> _INSTRUCTIONS TO FOLLOW_
Return all lines of the records that contain the word "BlendFactor".

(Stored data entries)
********

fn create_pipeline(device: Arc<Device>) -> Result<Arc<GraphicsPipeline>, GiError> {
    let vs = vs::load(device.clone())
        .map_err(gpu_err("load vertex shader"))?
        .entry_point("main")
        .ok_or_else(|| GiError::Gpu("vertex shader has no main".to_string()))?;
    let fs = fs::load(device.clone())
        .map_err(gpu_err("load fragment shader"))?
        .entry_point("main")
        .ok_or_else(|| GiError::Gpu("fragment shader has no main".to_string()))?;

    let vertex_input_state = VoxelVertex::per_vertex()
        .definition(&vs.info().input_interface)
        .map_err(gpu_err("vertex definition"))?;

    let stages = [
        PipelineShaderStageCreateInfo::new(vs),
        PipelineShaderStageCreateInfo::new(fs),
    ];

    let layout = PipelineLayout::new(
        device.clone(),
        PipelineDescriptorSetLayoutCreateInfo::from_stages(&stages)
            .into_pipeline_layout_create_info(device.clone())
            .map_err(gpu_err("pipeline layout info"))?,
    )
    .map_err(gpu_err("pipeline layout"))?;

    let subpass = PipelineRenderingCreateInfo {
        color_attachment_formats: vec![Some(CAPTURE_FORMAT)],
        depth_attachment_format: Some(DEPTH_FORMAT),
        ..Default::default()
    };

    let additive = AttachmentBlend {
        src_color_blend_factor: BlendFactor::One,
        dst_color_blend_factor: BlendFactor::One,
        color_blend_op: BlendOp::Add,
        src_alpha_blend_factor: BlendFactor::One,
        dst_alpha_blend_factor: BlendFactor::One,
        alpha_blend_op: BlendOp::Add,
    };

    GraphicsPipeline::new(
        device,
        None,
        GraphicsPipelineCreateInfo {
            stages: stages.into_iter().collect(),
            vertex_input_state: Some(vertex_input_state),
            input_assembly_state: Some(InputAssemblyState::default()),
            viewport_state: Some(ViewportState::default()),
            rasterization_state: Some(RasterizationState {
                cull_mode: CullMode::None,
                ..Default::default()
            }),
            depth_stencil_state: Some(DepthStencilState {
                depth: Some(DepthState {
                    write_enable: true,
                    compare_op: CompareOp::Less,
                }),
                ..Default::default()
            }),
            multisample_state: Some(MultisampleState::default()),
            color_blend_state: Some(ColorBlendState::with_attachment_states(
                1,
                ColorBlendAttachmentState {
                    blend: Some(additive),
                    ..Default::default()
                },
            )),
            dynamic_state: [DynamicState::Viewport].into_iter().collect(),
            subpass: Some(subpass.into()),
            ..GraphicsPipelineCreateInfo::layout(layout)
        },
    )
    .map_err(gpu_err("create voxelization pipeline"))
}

********

> _ANSWER SECTION_
        src_color_blend_factor: BlendFactor::One,
        dst_color_blend_factor: BlendFactor::One,
        src_alpha_blend_factor: BlendFactor::One,
        dst_alpha_blend_factor: BlendFactor::One,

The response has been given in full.